Goran Nikić

Personal information
- Full name: Goran Nikić
- Date of birth: 19 August 1968 (age 57)
- Place of birth: Belgrade, SFR Yugoslavia
- Height: 1.76 m (5 ft 9 in)
- Position: Right midfielder

Youth career
- Železnik
- 1981–1986: Red Star Belgrade

Senior career*
- Years: Team / Apps / (Gls)
- 1986–1987: Red Star Belgrade / 4
- Rad
- Čukarički
- Sinđelić
- Perugia / 27 / (4)
- –2000: Valletta FC

International career
- 1984–1987: Yugoslavia U21 / 11 / (3)

Managerial career
- 2000-2003: Železnik U-19
- 2004-2005: Kolubara
- 2006-2007: Sopot
- 2007: Budućnost Valjevo
- 2008: Dorćol
- 2010-2011: Jedinstvo Paraćin
- 2011-2014: Red Star Belgrade U-18
- 2014-2017: Revs Academy
- 2019: Jedinstvo Surčin
- 2019-2020: Dunav Stari Banovci
- 2020: Senglea Athletic
- 2021-2022: Voždovac U-18
- 2023-2024: ŽFK Red Star Belgrade
- 2024: ŽNK Osijek
- 2024: GSP Polet Dorćol

Medal record
| Gold medal – first place | Fifa World Youth Championship | 1987 |

= Goran Nikić =

Yugoslav footballer

Goran Nikić (Горан Никић; born 1969) is a Serbian former professional footballer who played as a midfielder.

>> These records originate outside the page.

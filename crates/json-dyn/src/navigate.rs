//! Path navigation and assignment.
//!
//! Reads go through [`Cursor`], a borrowed view that either points into the
//! tree or carries the error of the first step that failed. Every later step
//! on a failed cursor returns that same error, so chains such as
//! `root.by_key("a").by_index(0).by_key("b")` never need intermediate checks.

use json_dyn_pointer::{array_index, Pointer};
use log::debug;

use crate::error::JsonError;
use crate::path::{to_pointer, PathStep};
use crate::value::{JsonType, Value};

const SUBSCRIPT_KEY: &str = "subscript by key";
const SUBSCRIPT_INDEX: &str = "subscript by index";
const ASSIGN_KEY: &str = "assign by key";
const ASSIGN_INDEX: &str = "assign by index";

/// Result of navigating a borrowed tree.
#[derive(Debug, Clone)]
pub struct Cursor<'a> {
    target: Result<&'a Value, JsonError>,
}

impl<'a> Cursor<'a> {
    pub(crate) fn found(value: &'a Value) -> Self {
        match value {
            Value::Invalid(error) => Self::failed(error.clone()),
            _ => Self { target: Ok(value) },
        }
    }

    pub(crate) fn failed(error: JsonError) -> Self {
        Self { target: Err(error) }
    }

    pub fn by_key(self, key: &str) -> Cursor<'a> {
        match self.target {
            Ok(value) => value.by_key(key),
            Err(error) => Self::failed(error),
        }
    }

    pub fn by_index(self, index: usize) -> Cursor<'a> {
        match self.target {
            Ok(value) => value.by_index(index),
            Err(error) => Self::failed(error),
        }
    }

    pub fn step(self, step: &PathStep) -> Cursor<'a> {
        match step {
            PathStep::Key(key) => self.by_key(key),
            PathStep::Index(index) => self.by_index(*index),
        }
    }

    pub fn path(self, path: &[PathStep]) -> Cursor<'a> {
        path.iter().fold(self, Cursor::step)
    }

    pub fn pointer(self, pointer: &str) -> Cursor<'a> {
        match self.target {
            Ok(value) => value.pointer(pointer),
            Err(error) => Self::failed(error),
        }
    }

    /// The found value, `None` after a failed step.
    pub fn get(&self) -> Option<&'a Value> {
        self.target.as_ref().ok().copied()
    }

    pub fn error(&self) -> Option<&JsonError> {
        self.target.as_ref().err()
    }

    pub fn exists(&self) -> bool {
        self.target.is_ok()
    }

    pub fn json_type(&self) -> JsonType {
        match self.target {
            Ok(value) => value.json_type(),
            Err(_) => JsonType::Invalid,
        }
    }

    /// Fail-fast form: the found value or the first failure.
    pub fn require(self) -> Result<&'a Value, JsonError> {
        self.target
    }

    /// Owned result: a clone of the found subtree, or `Invalid`.
    pub fn to_value(&self) -> Value {
        match &self.target {
            Ok(value) => (*value).clone(),
            Err(error) => Value::Invalid(error.clone()),
        }
    }

    pub fn into_value(self) -> Value {
        match self.target {
            Ok(value) => value.clone(),
            Err(error) => Value::Invalid(error),
        }
    }
}

impl PartialEq<Value> for Cursor<'_> {
    fn eq(&self, other: &Value) -> bool {
        self.get().is_some_and(|value| value == other)
    }
}

impl Value {
    /// Root cursor for chained navigation.
    pub fn cursor(&self) -> Cursor<'_> {
        Cursor::found(self)
    }

    pub fn by_key(&self, key: &str) -> Cursor<'_> {
        match self {
            Value::Object(map) => match map.get(key) {
                Some(child) => Cursor::found(child),
                None => Cursor::failed(JsonError::NotExist(key.to_string())),
            },
            Value::Invalid(error) => Cursor::failed(error.clone()),
            Value::Null
            | Value::Bool(_)
            | Value::Number(_)
            | Value::String(_)
            | Value::Array(_) => {
                Cursor::failed(JsonError::WrongType {
                    op: SUBSCRIPT_KEY,
                    found: self.json_type(),
                })
            }
        }
    }

    pub fn by_index(&self, index: usize) -> Cursor<'_> {
        match self {
            Value::Array(items) => match items.get(index) {
                Some(child) => Cursor::found(child),
                None => Cursor::failed(JsonError::IndexOutOfBounds {
                    index,
                    len: items.len(),
                }),
            },
            Value::Invalid(error) => Cursor::failed(error.clone()),
            Value::Null
            | Value::Bool(_)
            | Value::Number(_)
            | Value::String(_)
            | Value::Object(_) => {
                Cursor::failed(JsonError::WrongType {
                    op: SUBSCRIPT_INDEX,
                    found: self.json_type(),
                })
            }
        }
    }

    pub fn path(&self, path: &[PathStep]) -> Cursor<'_> {
        self.cursor().path(path)
    }

    /// Navigates RFC 6901 pointer text. A token is an index on arrays when it
    /// is a canonical array index and a key everywhere else.
    pub fn pointer(&self, pointer: &str) -> Cursor<'_> {
        match Pointer::parse(pointer) {
            Ok(pointer) => pointer.iter().fold(self.cursor(), |cursor, token| {
                match (cursor.get(), array_index(token)) {
                    (Some(Value::Array(_)), Some(index)) => cursor.by_index(index),
                    _ => cursor.by_key(token),
                }
            }),
            Err(err) => Cursor::failed(JsonError::ParseFailure(err.to_string())),
        }
    }

    /// Fail-fast check of a single value.
    pub fn require(&self) -> Result<&Value, JsonError> {
        match self {
            Value::Invalid(error) => Err(error.clone()),
            _ => Ok(self),
        }
    }

    // ── Mutable access ────────────────────────────────────────────────────

    pub fn by_key_mut(&mut self, key: &str) -> Option<&mut Value> {
        match self {
            Value::Object(map) => map.get_mut(key),
            _ => None,
        }
    }

    pub fn by_index_mut(&mut self, index: usize) -> Option<&mut Value> {
        match self {
            Value::Array(items) => items.get_mut(index),
            _ => None,
        }
    }

    fn step_mut(&mut self, step: &PathStep) -> Result<&mut Value, JsonError> {
        let found = self.json_type();
        match (self, step) {
            (Value::Object(map), PathStep::Key(key)) => map
                .get_mut(key.as_str())
                .ok_or_else(|| JsonError::NotExist(key.clone())),
            (Value::Array(items), PathStep::Index(index)) => {
                let len = items.len();
                items
                    .get_mut(*index)
                    .ok_or(JsonError::IndexOutOfBounds { index: *index, len })
            }
            (Value::Invalid(error), _) => Err(error.clone()),
            (_, PathStep::Key(_)) => Err(JsonError::WrongType {
                op: SUBSCRIPT_KEY,
                found,
            }),
            (_, PathStep::Index(_)) => Err(JsonError::WrongType {
                op: SUBSCRIPT_INDEX,
                found,
            }),
        }
    }

    pub fn path_mut(&mut self, path: &[PathStep]) -> Result<&mut Value, JsonError> {
        let mut node = self;
        for step in path {
            node = node.step_mut(step)?;
        }
        Ok(node)
    }

    // ── Assignment ────────────────────────────────────────────────────────

    /// Upserts `key` on an object, returning the replaced value.
    pub fn set_key(
        &mut self,
        key: impl Into<String>,
        value: impl Into<Value>,
    ) -> Result<Option<Value>, JsonError> {
        match self {
            Value::Object(map) => Ok(map.insert(key.into(), value.into())),
            Value::Invalid(error) => Err(error.clone()),
            Value::Null
            | Value::Bool(_)
            | Value::Number(_)
            | Value::String(_)
            | Value::Array(_) => {
                Err(JsonError::WrongType {
                    op: ASSIGN_KEY,
                    found: self.json_type(),
                })
            }
        }
    }

    /// Replaces element `index` of an array, or appends when `index` equals
    /// the length.
    pub fn set_index(
        &mut self,
        index: usize,
        value: impl Into<Value>,
    ) -> Result<Option<Value>, JsonError> {
        match self {
            Value::Array(items) => {
                let len = items.len();
                if index < len {
                    Ok(Some(std::mem::replace(&mut items[index], value.into())))
                } else if index == len {
                    items.push(value.into());
                    Ok(None)
                } else {
                    Err(JsonError::IndexOutOfBounds { index, len })
                }
            }
            Value::Invalid(error) => Err(error.clone()),
            Value::Null
            | Value::Bool(_)
            | Value::Number(_)
            | Value::String(_)
            | Value::Object(_) => {
                Err(JsonError::WrongType {
                    op: ASSIGN_INDEX,
                    found: self.json_type(),
                })
            }
        }
    }

    pub fn set(
        &mut self,
        step: impl Into<PathStep>,
        value: impl Into<Value>,
    ) -> Result<Option<Value>, JsonError> {
        match step.into() {
            PathStep::Key(key) => self.set_key(key, value),
            PathStep::Index(index) => self.set_index(index, value),
        }
    }

    /// Assigns at the end of `path`; every parent must already exist. An empty
    /// path replaces the whole (non-invalid) value.
    pub fn set_path(
        &mut self,
        path: &[PathStep],
        value: impl Into<Value>,
    ) -> Result<Option<Value>, JsonError> {
        let Some((last, parents)) = path.split_last() else {
            self.require()?;
            return Ok(Some(std::mem::replace(self, value.into())));
        };
        self.path_mut(parents)?.set(last.clone(), value)
    }

    /// Lenient [`set_path`](Self::set_path): leaves the tree untouched and
    /// returns `false` when the assignment cannot be made.
    pub fn assign_path(&mut self, path: &[PathStep], value: impl Into<Value>) -> bool {
        match self.set_path(path, value) {
            Ok(_) => true,
            Err(error) => {
                debug!("skipped assignment at {:?}: {error}", to_pointer(path).to_string());
                false
            }
        }
    }

    /// Removes `key` from an object, keeping the order of the other keys.
    pub fn remove_key(&mut self, key: &str) -> Option<Value> {
        match self {
            Value::Object(map) => map.shift_remove(key),
            _ => None,
        }
    }

    pub fn remove_index(&mut self, index: usize) -> Option<Value> {
        match self {
            Value::Array(items) if index < items.len() => Some(items.remove(index)),
            _ => None,
        }
    }
}

#[cfg(test)]
mod tests {
    use super::*;
    use crate::ErrorKind;
    use serde_json::json;

    fn doc() -> Value {
        Value::from(json!({"a": {"b": 1}, "list": [10, {"c": "x"}]}))
    }

    #[test]
    fn nested_lookup() {
        let root = doc();
        assert_eq!(root.by_key("a").by_key("b").to_value(), Value::from(1));
        assert_eq!(root.by_key("list").by_index(1).by_key("c").as_str(), Some("x"));
    }

    #[test]
    fn first_failure_is_kept() {
        let root = doc();
        let cursor = root.by_key("x").by_key("b").by_index(4);
        assert_eq!(cursor.error(), Some(&JsonError::NotExist("x".into())));

        let cursor = root.by_key("a").by_index(0).by_key("zzz");
        assert_eq!(cursor.error().map(JsonError::kind), Some(ErrorKind::WrongType));

        let cursor = root.by_key("list").by_index(7).by_key("c");
        assert_eq!(
            cursor.error(),
            Some(&JsonError::IndexOutOfBounds { index: 7, len: 2 })
        );
    }

    #[test]
    fn invalid_root_propagates_its_own_error() {
        let invalid = Value::Invalid(JsonError::ParseFailure("eof".into()));
        let cursor = invalid.by_key("a").by_index(0);
        assert_eq!(
            cursor.require(),
            Err(JsonError::ParseFailure("eof".into()))
        );
        assert!(invalid.require().is_err());
    }

    #[test]
    fn path_and_pointer() {
        let root = doc();
        let path = [PathStep::from("list"), PathStep::from(1), PathStep::from("c")];
        assert_eq!(root.path(&path).as_str(), Some("x"));
        assert_eq!(root.pointer("/list/1/c").as_str(), Some("x"));
        assert_eq!(root.pointer("").to_value(), root);
        assert_eq!(
            root.pointer("/list/01").error().map(JsonError::kind),
            Some(ErrorKind::WrongType)
        );
        assert_eq!(
            root.pointer("list").error().map(JsonError::kind),
            Some(ErrorKind::ParseFailure)
        );
    }

    #[test]
    fn pointer_tokens_on_objects_are_keys() {
        let root = Value::from(json!({"0": "zero"}));
        assert_eq!(root.pointer("/0").as_str(), Some("zero"));
    }

    #[test]
    fn set_key_upserts() {
        let mut root = doc();
        assert_eq!(root.set_key("n", 5), Ok(None));
        assert_eq!(root.set_key("n", 6), Ok(Some(Value::from(5))));
        assert_eq!(root.by_key("n").i64_value(), 6);
    }

    #[test]
    fn set_index_replaces_or_appends() {
        let mut list = Value::from(json!([1, 2]));
        assert_eq!(list.set_index(0, "a"), Ok(Some(Value::from(1))));
        assert_eq!(list.set_index(2, "c"), Ok(None));
        assert_eq!(
            list.set_index(5, "z"),
            Err(JsonError::IndexOutOfBounds { index: 5, len: 3 })
        );
        assert_eq!(list, Value::from(json!(["a", 2, "c"])));
    }

    #[test]
    fn assignment_never_converts_type() {
        let mut scalar = Value::from("text");
        assert!(scalar.set_key("a", 1).is_err());
        assert!(scalar.set_index(0, 1).is_err());
        assert_eq!(scalar, "text");

        let mut invalid = Value::Invalid(JsonError::NotExist("q".into()));
        assert_eq!(
            invalid.set_key("a", 1),
            Err(JsonError::NotExist("q".into()))
        );
        assert!(invalid.is_invalid());
    }

    #[test]
    fn set_path_and_assign_path() {
        let mut root = doc();
        let path = [PathStep::from("list"), PathStep::from(1), PathStep::from("d")];
        assert_eq!(root.set_path(&path, true), Ok(None));
        assert_eq!(root.pointer("/list/1/d").as_bool(), Some(true));

        let missing = [PathStep::from("nope"), PathStep::from("d")];
        assert!(!root.assign_path(&missing, 1));
        assert!(root.by_key("nope").error().is_some());

        let mut replaced = Value::from(1);
        assert_eq!(replaced.set_path(&[], "new"), Ok(Some(Value::from(1))));
        assert_eq!(replaced, "new");
    }

    #[test]
    fn mutable_lookup_and_removal() {
        let mut root = doc();
        if let Ok(b) = root.path_mut(&[PathStep::from("a"), PathStep::from("b")]) {
            *b = Value::from(2);
        }
        assert_eq!(root.pointer("/a/b").i64_value(), 2);
        assert!(root.by_key_mut("a").is_some());
        assert!(root.by_index_mut(0).is_none());

        let mut obj = Value::from(json!({"x": 1, "y": 2, "z": 3}));
        assert_eq!(obj.remove_key("y"), Some(Value::from(2)));
        assert_eq!(obj.to_string(), r#"{"x":1,"z":3}"#);
        let mut list = Value::from(json!([1, 2]));
        assert_eq!(list.remove_index(0), Some(Value::from(1)));
        assert_eq!(list.remove_index(5), None);
    }
}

At international level, Nikić represented FR Yugoslavia U-21 in one U-21 Euro and was on the preliminary squad for the 1987 FIFA World Youth Championship winning team.

==Club career==
Born in Belgrade, Nikić made his senior debut with Red Star Belgrade. After suffering a hamstring injury, he left for various clubs before eventually retiring in 2000.

==International career==
Nikić represented Yugoslavia at the U-21 level in the 1986 European Championship. He was also in the preliminary squad for the 1987 Youth World Cup in Chile, but was sidelined due to an injury and could not play. The team eventually won the World Cup.

==Post-playing career==
Nikić coached Kolubara, Sopot, Budućnost, Dinamo and Jedinstvo, and then he got his chance to return to Red Star as a coach in the youth academy. He was named coach of Maltese side Senglea Athletic in summer 2020.

==Personal life==
Nikić's daughter is a Serbian handball player.